Cynthia has been an English Language Arts, ELL and Writing educator for over a decade on a secondary and collegiate level. She has a Master's degree in Secondary Education.

This lesson will help you help ESL students comprehend the challenging text of Hamlet. We will explore various ways to engage ESL students in Hamlet while deepening their understanding of the text.

Strategies for Success

There is no one way to help ESL students understand Hamlet. However, trying multiple and diverse strategies will ensure that you reach all of your ESL learners. The key is to provide the ESL learner many opportunities for success and to conduct frequent checks for understanding to confirm that a particular reading comprehension strategy is working. Let's look at some ideas your can implement to help your ESL students studying Hamlet.

Use a Parallel Text

Parallel texts are useful when teaching Hamlet, as they help ESL students see the language of Shakespeare and modern-day English side by side throughout the entire text.
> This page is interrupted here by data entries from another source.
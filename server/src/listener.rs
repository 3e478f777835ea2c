//! TCP accept loop
//!
//! Accepts sensor connections and hands each one to its own task. The number
//! of live handlers is capped by a semaphore: once every permit is taken the
//! loop stops accepting and new sensors wait in the kernel backlog.

use crate::session::{run_session, SessionContext};
use std::future::Future;
use std::io;
use std::net::SocketAddr;
use std::sync::Arc;
use tokio::net::{TcpListener, ToSocketAddrs};
use tokio::sync::Semaphore;
use tracing::{debug, error, info, warn};

pub struct Listener {
    inner: TcpListener,
    permits: Arc<Semaphore>,
    ctx: Arc<SessionContext>,
}

impl Listener {
    /// Bind `addr`, allowing at most `max_connections` concurrent handlers
    pub async fn bind<A: ToSocketAddrs>(
        addr: A,
        max_connections: usize,
        ctx: Arc<SessionContext>,
    ) -> io::Result<Self> {
        let inner = TcpListener::bind(addr).await?;

        Ok(Self {
            inner,
            permits: Arc::new(Semaphore::new(max_connections.max(1))),
            ctx,
        })
    }

    pub fn local_addr(&self) -> io::Result<SocketAddr> {
        self.inner.local_addr()
    }

    /// Accept forever; returns only on a fatal accept error
    pub async fn run(self) -> io::Result<()> {
        self.run_until(std::future::pending()).await
    }

    /// Accept until `shutdown` resolves
    ///
    /// Handlers already running are left to finish on their own.
    pub async fn run_until<F>(self, shutdown: F) -> io::Result<()>
    where
        F: Future<Output = ()>,
    {
        tokio::pin!(shutdown);

        loop {
            let permit = tokio::select! {
                permit = self.permits.clone().acquire_owned() => match permit {
                    Ok(permit) => permit,
                    Err(_) => return Ok(()),
                },
                _ = &mut shutdown => break,
            };

            let (socket, peer) = tokio::select! {
                accepted = self.inner.accept() => match accepted {
                    Ok(accepted) => accepted,
                    Err(e) if is_transient(&e) => {
                        warn!("Accept failed, continuing: {}", e);
                        continue;
                    }
                    Err(e) => {
                        error!("Accept failed: {}", e);
                        return Err(e);
                    }
                },
                _ = &mut shutdown => break,
            };

            info!("[{}] Connection accepted", peer);
            if let Err(e) = socket.set_nodelay(true) {
                debug!("[{}] Could not set TCP_NODELAY: {}", peer, e);
            }

            let ctx = self.ctx.clone();
            tokio::spawn(async move {
                let closed = run_session(socket, peer, &ctx).await;
                // Slot is released with the socket, before the durable write
                drop(permit);

                let outcome = closed.finish(&ctx.delivery).await;
                debug!("[{}] Session finished: {:?}", peer, outcome);
            });
        }

        info!("Listener stopped accepting connections");
        Ok(())
    }
}

/// Accept errors caused by one misbehaving peer rather than the listener
fn is_transient(e: &io::Error) -> bool {
    matches!(
        e.kind(),
        io::ErrorKind::ConnectionAborted
            | io::ErrorKind::ConnectionReset
            | io::ErrorKind::ConnectionRefused
            | io::ErrorKind::Interrupted
            | io::ErrorKind::WouldBlock
    )
}
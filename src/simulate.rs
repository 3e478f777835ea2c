//! Synthetic measurements in the ranges a field unit reports

use airsense_shared::Measurements;
use rand::rngs::StdRng;
use rand::{Rng, SeedableRng};
use std::ops::RangeInclusive;

pub const LUX_RANGE: RangeInclusive<f64> = 100.0..=500.0;
pub const NH3_RANGE: RangeInclusive<f64> = 5.0..=20.0;
pub const HS_RANGE: RangeInclusive<f64> = 30.0..=350.0;
pub const H_RANGE: RangeInclusive<f64> = 50.0..=90.0;
pub const T_RANGE: RangeInclusive<f64> = 18.0..=35.0;

/// Draws measurements uniformly from fixed ranges
pub struct MeasurementSimulator {
    rng: StdRng,
}

impl MeasurementSimulator {
    pub fn new() -> Self {
        Self {
            rng: StdRng::from_entropy(),
        }
    }

    /// Deterministic sequence, for reproducible runs
    pub fn with_seed(seed: u64) -> Self {
        Self {
            rng: StdRng::seed_from_u64(seed),
        }
    }

    pub fn next_measurements(&mut self) -> Measurements {
        Measurements {
            lux: self.draw(LUX_RANGE),
            nh3: self.draw(NH3_RANGE),
            hs: self.draw(HS_RANGE),
            h: self.draw(H_RANGE),
            t: self.draw(T_RANGE),
        }
    }

    fn draw(&mut self, range: RangeInclusive<f64>) -> f64 {
        round2(self.rng.gen_range(range))
    }
}

impl Default for MeasurementSimulator {
    fn default() -> Self {
        Self::new()
    }
}

fn round2(value: f64) -> f64 {
    (value * 100.0).round() / 100.0
}
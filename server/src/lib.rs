//! AirSense ingestion server
//!
//! Accepts one JSON reading per TCP connection from field sensors, keeps every
//! accepted reading in memory and appends it to an external database.

pub mod api;
pub mod config;
pub mod listener;
pub mod persist;
pub mod session;
pub mod store;

pub use config::ServerConfig;
pub use listener::Listener;
pub use session::SessionContext;
pub use store::ReadingsStore;
//! In-memory readings store shared by every connection handler
//!
//! Holds the full history of accepted readings (in commit order) plus the
//! latest reading per device. All operations go through one `RwLock`, so a
//! reader sees either none or all of an append.

use airsense_shared::Reading;
use chrono::{DateTime, Utc};
use std::collections::{BTreeMap, HashMap};
use std::sync::Arc;
use std::time::Duration;
use tokio::sync::RwLock;
use tracing::debug;

/// Result of committing a reading
#[derive(Debug, Clone, PartialEq)]
pub enum Commit {
    /// Added to history and to the latest-by-device view
    Appended(Arc<Reading>),
    /// Same report as the device's latest reading within the dedup window;
    /// carries the reading already stored
    Duplicate(Arc<Reading>),
}

impl Commit {
    pub fn reading(&self) -> &Arc<Reading> {
        match self {
            Commit::Appended(r) | Commit::Duplicate(r) => r,
        }
    }

    pub fn is_duplicate(&self) -> bool {
        matches!(self, Commit::Duplicate(_))
    }
}

/// Accumulates all readings received since process start
pub struct ReadingsStore {
    inner: RwLock<StoreInner>,
    dedup_window: Option<Duration>,
}

#[derive(Default)]
struct StoreInner {
    /// Ordered by `received_at` (commit order)
    history: Vec<Arc<Reading>>,
    /// device -> most recent reading
    latest: HashMap<String, Arc<Reading>>,
}

impl ReadingsStore {
    /// Create an empty store that keeps every reading
    pub fn new() -> Self {
        Self {
            inner: RwLock::new(StoreInner::default()),
            dedup_window: None,
        }
    }

    /// Create an empty store that drops repeated reports within `window`
    pub fn with_dedup_window(window: Duration) -> Self {
        Self {
            inner: RwLock::new(StoreInner::default()),
            dedup_window: Some(window),
        }
    }

    /// Commit a reading
    ///
    /// `received_at` is raised to the last committed time if a concurrent
    /// handler committed a later-stamped reading first, keeping history sorted.
    pub async fn append(&self, mut reading: Reading) -> Commit {
        let mut inner = self.inner.write().await;

        if let Some(last) = inner.history.last() {
            if reading.received_at < last.received_at {
                debug!(
                    "Clamping receive time of {} from {} to {}",
                    reading.device, reading.received_at, last.received_at
                );
                reading.received_at = last.received_at;
            }
        }

        if let Some(window) = self.dedup_window {
            if let Some(previous) = inner.latest.get(&reading.device) {
                let within_window = (reading.received_at - previous.received_at)
                    .to_std()
                    .map(|age| age <= window)
                    .unwrap_or(false);

                if within_window && previous.same_report(&reading) {
                    return Commit::Duplicate(previous.clone());
                }
            }
        }

        let reading = Arc::new(reading);
        inner.history.push(reading.clone());
        inner
            .latest
            .insert(reading.device.clone(), reading.clone());

        Commit::Appended(reading)
    }

    /// Most recent reading of every device
    pub async fn latest_by_device(&self) -> BTreeMap<String, Reading> {
        let inner = self.inner.read().await;
        inner
            .latest
            .iter()
            .map(|(device, reading)| (device.clone(), Reading::clone(reading)))
            .collect()
    }

    /// Most recent reading of one device
    pub async fn latest(&self, device: &str) -> Option<Reading> {
        let inner = self.inner.read().await;
        inner.latest.get(device).map(|r| Reading::clone(r))
    }

    /// Readings received in `[since, until)`, oldest first; `None` leaves a bound open
    pub async fn history(
        &self,
        since: Option<DateTime<Utc>>,
        until: Option<DateTime<Utc>>,
    ) -> Vec<Reading> {
        let inner = self.inner.read().await;
        window(&inner.history, since, until)
            .iter()
            .map(|r| Reading::clone(r))
            .collect()
    }

    /// Like [`history`](Self::history), restricted to one device
    pub async fn history_for(
        &self,
        device: &str,
        since: Option<DateTime<Utc>>,
        until: Option<DateTime<Utc>>,
    ) -> Vec<Reading> {
        let inner = self.inner.read().await;
        window(&inner.history, since, until)
            .iter()
            .filter(|r| r.device == device)
            .map(|r| Reading::clone(r))
            .collect()
    }

    /// Number of readings committed so far
    pub async fn len(&self) -> usize {
        self.inner.read().await.history.len()
    }

    pub async fn is_empty(&self) -> bool {
        self.inner.read().await.history.is_empty()
    }

    /// Number of distinct devices seen so far
    pub async fn device_count(&self) -> usize {
        self.inner.read().await.latest.len()
    }
}

impl Default for ReadingsStore {
    fn default() -> Self {
        Self::new()
    }
}

fn window(
    history: &[Arc<Reading>],
    since: Option<DateTime<Utc>>,
    until: Option<DateTime<Utc>>,
) -> &[Arc<Reading>] {
    let start = since.map_or(0, |since| {
        history.partition_point(|r| r.received_at < since)
    });
    let end = until.map_or(history.len(), |until| {
        history.partition_point(|r| r.received_at < until)
    });

    if start >= end {
        &[]
    } else {
        &history[start..end]
    }
}

#[cfg(test)]
mod tests {
    use super::*;
    use airsense_shared::Measurements;
    use chrono::TimeZone;

    fn at(seconds: i64) -> DateTime<Utc> {
        Utc.with_ymd_and_hms(2024, 3, 17, 20, 0, 0).unwrap() + chrono::Duration::seconds(seconds)
    }

    fn reading(device: &str, t: f64, seconds: i64) -> Reading {
        Reading::new(
            device,
            "192.168.1.100",
            Measurements {
                lux: 150.0,
                nh3: 10.0,
                hs: 90.0,
                h: 70.0,
                t,
            },
            at(seconds),
        )
    }

    #[tokio::test]
    async fn test_latest_by_device_keeps_newest() {
        let store = ReadingsStore::new();

        store.append(reading("A", 21.0, 1)).await;
        store.append(reading("A", 22.0, 2)).await;
        store.append(reading("B", 30.0, 3)).await;

        let latest = store.latest_by_device().await;
        assert_eq!(latest.len(), 2);
        assert_eq!(latest["A"].measurements.t, 22.0);
        assert_eq!(latest["A"].received_at, at(2));
        assert_eq!(latest["B"].measurements.t, 30.0);

        assert_eq!(store.len().await, 3);
        assert_eq!(store.device_count().await, 2);
        assert!(store.latest("C").await.is_none());
    }

    #[tokio::test]
    async fn test_history_is_ordered_and_half_open() {
        let store = ReadingsStore::new();
        for s in 0..10 {
            store.append(reading("A", s as f64, s)).await;
        }

        let all = store.history(None, None).await;
        assert_eq!(all.len(), 10);
        assert!(all.windows(2).all(|w| w[0].received_at <= w[1].received_at));

        let middle = store.history(Some(at(3)), Some(at(6))).await;
        let seconds: Vec<f64> = middle.iter().map(|r| r.measurements.t).collect();
        assert_eq!(seconds, vec![3.0, 4.0, 5.0]);

        assert_eq!(store.history(Some(at(8)), None).await.len(), 2);
        assert_eq!(store.history(None, Some(at(2))).await.len(), 2);
        assert!(store.history(Some(at(6)), Some(at(3))).await.is_empty());
    }

    #[tokio::test]
    async fn test_history_for_filters_device() {
        let store = ReadingsStore::new();
        store.append(reading("A", 1.0, 1)).await;
        store.append(reading("B", 2.0, 2)).await;
        store.append(reading("A", 3.0, 3)).await;

        let a = store.history_for("A", None, None).await;
        assert_eq!(a.len(), 2);
        assert!(a.iter().all(|r| r.device == "A"));
    }

    #[tokio::test]
    async fn test_out_of_order_stamp_is_clamped() {
        let store = ReadingsStore::new();
        store.append(reading("A", 1.0, 10)).await;

        // Stamped earlier by a handler that lost the race to the lock
        let commit = store.append(reading("B", 2.0, 5)).await;
        assert_eq!(commit.reading().received_at, at(10));

        let history = store.history(None, None).await;
        assert_eq!(history[1].device, "B");
        assert!(history[0].received_at <= history[1].received_at);
    }

    #[tokio::test]
    async fn test_dedup_window_drops_repeats() {
        let store = ReadingsStore::with_dedup_window(Duration::from_secs(30));

        assert!(!store.append(reading("A", 25.0, 0)).await.is_duplicate());
        let repeat = store.append(reading("A", 25.0, 20)).await;
        assert!(repeat.is_duplicate());
        assert_eq!(repeat.reading().received_at, at(0));

        // Different values, or outside the window, are new reports
        assert!(!store.append(reading("A", 26.0, 21)).await.is_duplicate());
        assert!(!store.append(reading("A", 26.0, 60)).await.is_duplicate());
        assert_eq!(store.len().await, 3);
    }

    #[tokio::test]
    async fn test_without_dedup_every_append_lands() {
        let store = ReadingsStore::new();
        store.append(reading("A", 25.0, 0)).await;
        let repeat = store.append(reading("A", 25.0, 0)).await;
        assert!(!repeat.is_duplicate());
        assert_eq!(store.len().await, 2);
    }

    #[tokio::test]
    async fn test_concurrent_appends_lose_nothing() {
        let store = Arc::new(ReadingsStore::new());

        let tasks = (0..100).map(|i| {
            let store = store.clone();
            tokio::spawn(async move {
                store
                    .append(reading(&format!("sensor-{i}"), i as f64, 0))
                    .await;
            })
        });
        for result in futures::future::join_all(tasks).await {
            result.expect("append task panicked");
        }

        assert_eq!(store.len().await, 100);
        let latest = store.latest_by_device().await;
        assert_eq!(latest.len(), 100);
        for i in 0..100 {
            assert_eq!(latest[&format!("sensor-{i}")].measurements.t, i as f64);
        }
    }
}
Not only do parallel texts allow the students to gain a sense of new vocabulary in context, but they also assist in scaffolding. These texts allow ESL students to confidently translate text into their native language when necessary without having to guess the original meaning, because it has already been provided.
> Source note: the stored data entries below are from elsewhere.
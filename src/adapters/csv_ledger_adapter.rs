//! CSV trade ledger writer.
//!
//! One row per closed trade. Prices keep full precision; pnl and capital are
//! rounded to two decimals.

use crate::domain::error::BiframeError;
use crate::domain::position::ClosedTrade;
use crate::ports::report_port::ReportPort;
use std::path::Path;
use tracing::{info, warn};

pub const LEDGER_HEADER: [&str; 7] = [
    "timestamp",
    "symbol",
    "direction",
    "entry_price",
    "exit_price",
    "pnl",
    "capital_after",
];

const TIMESTAMP_FORMAT: &str = "%Y-%m-%d %H:%M:%S";

pub struct CsvLedgerAdapter;

fn money(value: f64) -> String {
    format!("{:.2}", value)
}

impl ReportPort for CsvLedgerAdapter {
    fn write_ledger(&self, trades: &[ClosedTrade], path: &Path) -> Result<usize, BiframeError> {
        if trades.is_empty() {
            warn!("No trades executed, ledger not written");
            return Ok(0);
        }

        let mut wtr = csv::Writer::from_path(path)?;
        wtr.write_record(LEDGER_HEADER)?;
        for trade in trades {
            wtr.write_record([
                trade.entry_time.format(TIMESTAMP_FORMAT).to_string(),
                trade.symbol.clone(),
                trade.direction.to_string(),
                trade.entry_price.to_string(),
                trade.exit_price.to_string(),
                money(trade.pnl),
                money(trade.capital_after),
            ])?;
        }
        wtr.flush()?;

        info!("Wrote {} trades to {}", trades.len(), path.display());
        Ok(trades.len())
    }
}
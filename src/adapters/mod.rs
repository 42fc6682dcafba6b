//! Concrete adapter implementations for ports.

pub mod csv_adapter;
pub mod csv_ledger_adapter;
pub mod file_config_adapter;
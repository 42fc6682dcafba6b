//! Core domain types and logic.

pub mod bar;
pub mod signal;
pub mod position;
pub mod account;
pub mod execution;
pub mod indicator;
pub mod frame;
pub mod backtest;
pub mod live;
pub mod metrics;
pub mod config_validation;
pub mod error;
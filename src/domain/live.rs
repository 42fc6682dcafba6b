//! Live trading session state.
//!
//! An external polling loop feeds ticks and candle closes in; this type owns
//! the account and position and is the only thing that mutates them. All
//! mutation goes through `&mut self`, so a caller that drives it from more
//! than one timer must wrap it in a `Mutex` or funnel events through a single
//! channel consumer.

use chrono::NaiveDateTime;
use tracing::{info, warn};

use super::account::Account;
use super::backtest::StrategyConfig;
use super::bar::Bar;
use super::execution::{self, EntryOrder, EntryResult};
use super::position::{check_exit_at_price, ClosedTrade};
use super::signal::{self, Direction, Signal};

#[derive(Debug, Clone, PartialEq)]
pub enum LiveAction {
    Opened { direction: Direction, size: f64 },
    NoSignal,
    Skipped,
    ShortDisabled,
    InTrade,
}

#[derive(Debug, Clone)]
pub struct LiveSession {
    pub config: StrategyConfig,
    pub allow_short: bool,
    account: Account,
}

impl LiveSession {
    pub fn new(config: StrategyConfig, initial_capital: f64, allow_short: bool) -> Self {
        LiveSession {
            config,
            allow_short,
            account: Account::new(initial_capital),
        }
    }

    pub fn account(&self) -> &Account {
        &self.account
    }

    fn risk_budget(&self) -> f64 {
        self.account.initial_capital * self.config.risk_per_trade
    }

    /// Monitor the open position against one observed price.
    pub fn on_price(&mut self, time: NaiveDateTime, price: f64) -> Option<ClosedTrade> {
        let pos = self.account.position()?;
        let reason = check_exit_at_price(pos.direction, pos.stop_loss, pos.take_profit, price)?;
        info!(
            "EXIT SIGNAL: {} at {} (close side {})",
            reason,
            price,
            pos.direction.opposite()
        );
        execution::close_position(&mut self.account, time, reason)
    }

    /// React to a candle close.
    ///
    /// `window` ends with the candle that just opened; the one before it is
    /// the candle that just closed and supplies the entry price.
    pub fn on_candle_close(&mut self, window: &[Bar], time: NaiveDateTime) -> LiveAction {
        if !self.account.is_flat() {
            return LiveAction::InTrade;
        }

        let Signal::Entry {
            direction,
            stop_loss,
            take_profit,
        } = signal::evaluate_signal(window, self.config.reward_risk)
        else {
            info!("No signal");
            return LiveAction::NoSignal;
        };

        if direction == Direction::Sell && !self.allow_short {
            warn!("Skipped SELL signal (long-only mode)");
            return LiveAction::ShortDisabled;
        }

        let entry_price = window[window.len() - 2].close;
        let order = EntryOrder {
            symbol: &self.config.symbol,
            direction,
            entry_price,
            stop_loss,
            take_profit,
            time,
        };

        let risk_budget = self.risk_budget();
        match execution::try_open(&mut self.account, &order, risk_budget) {
            EntryResult::Entered { size, .. } => LiveAction::Opened { direction, size },
            EntryResult::InsufficientCapital { .. } => LiveAction::Skipped,
            EntryResult::ZeroSize => LiveAction::NoSignal,
            EntryResult::AlreadyOpen => LiveAction::InTrade,
        }
    }
}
Using parallel texts for Hamlet makes accessible a text that is generally considered to be challenging and inaccessible to ESL students. Moreover, parallel texts can be used by ESL students with limited vocabulary and low-level oral speaking capability or by those with an extensive vocabulary and high-level oral speaking capability.

Show Movie Clips

Movie clips of Hamlet are a great way for ESL students to gain a sense of the tone that goes along with a passage. Because they are focused on reading for comprehension, ESL students often neglect to consider the tone of a passage or may not be familiar enough with the language to understand the implied tone. Showing movie clips will deepen their comprehension of the text and give them a more authentic understanding of the time period, as well as providing an opportunity to visualize the characters of the play. It will also eliminate the necessity of reading the play in its entirety, which can prove quite challenging to less proficient ESL students.

Incorporate Graphic Organizers

Graphic organizers are a great way to scaffold learning, create study guides, and check for understanding. There are numerous options to choose from for reading comprehension, teaching new vocabulary, analyzing tone, theme and style, and characterization and plot. Some of the more common graphic organizers used are:

Venn Diagram

This organizer can be used to do a comparison/contrast. In the case of Hamlet, two characters, such as Hamlet and Claudius or Gertrude and Ophelia, can be compared and contrasted. This would help students determine foil characters or focus on traits of a protagonist versus an antagonist.

Plot Diagram

Asking ESL students to fill in a plot diagram focuses their attention on the sequence of significant events in the story and requires them to follow the plot more carefully. ESL students then have to pay careful attention to the exposition, rising action, climax, falling action and resolution of Hamlet in order to fill in each stage of the plot.